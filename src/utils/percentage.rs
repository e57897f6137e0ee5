use std::{fmt::Display, ops::Deref, str::FromStr};

use anyhow::anyhow;
use serde::{Deserialize, Serialize};

/// Whole percent in `0..=100`.
#[derive(Debug, Clone, Copy, PartialEq, Eq, PartialOrd, Ord, Default, Serialize, Deserialize)]
#[serde(transparent)]
pub struct Percentage(u32);

impl Display for Percentage {
    fn fmt(&self, f: &mut std::fmt::Formatter<'_>) -> std::fmt::Result {
        write!(f, "{}%", self.0)
    }
}

impl Percentage {
    pub const ZERO: Percentage = Percentage(0);

    pub fn new_opt(value: u32) -> Option<Percentage> {
        if value > 100 {
            None
        } else {
            Some(Percentage(value))
        }
    }

    /// Share of `value` in `whole`, rounded half up. An empty whole has no share.
    pub fn share(value: u32, whole: u32) -> Percentage {
        if whole == 0 {
            return Percentage::ZERO;
        }
        let value = value.min(whole) as u64;
        let whole = whole as u64;
        Percentage(((value * 200 + whole) / (whole * 2)) as u32)
    }
}

impl FromStr for Percentage {
    type Err = anyhow::Error;

    fn from_str(s: &str) -> Result<Self, Self::Err> {
        let s = s.trim_end_matches('%');
        let v = s.parse::<u32>()?;
        Percentage::new_opt(v).ok_or_else(|| anyhow!("Can't parse {s} into percentage"))
    }
}

impl Deref for Percentage {
    type Target = u32;

    fn deref(&self) -> &Self::Target {
        &self.0
    }
}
........
# Description of the task
Filter the entries down to the lines containing "Result". Copy each of those lines.

# Your solution
    fn fmt(&self, f: &mut std::fmt::Formatter<'_>) -> std::fmt::Result {
    fn from_str(s: &str) -> Result<Self, Self::Err> {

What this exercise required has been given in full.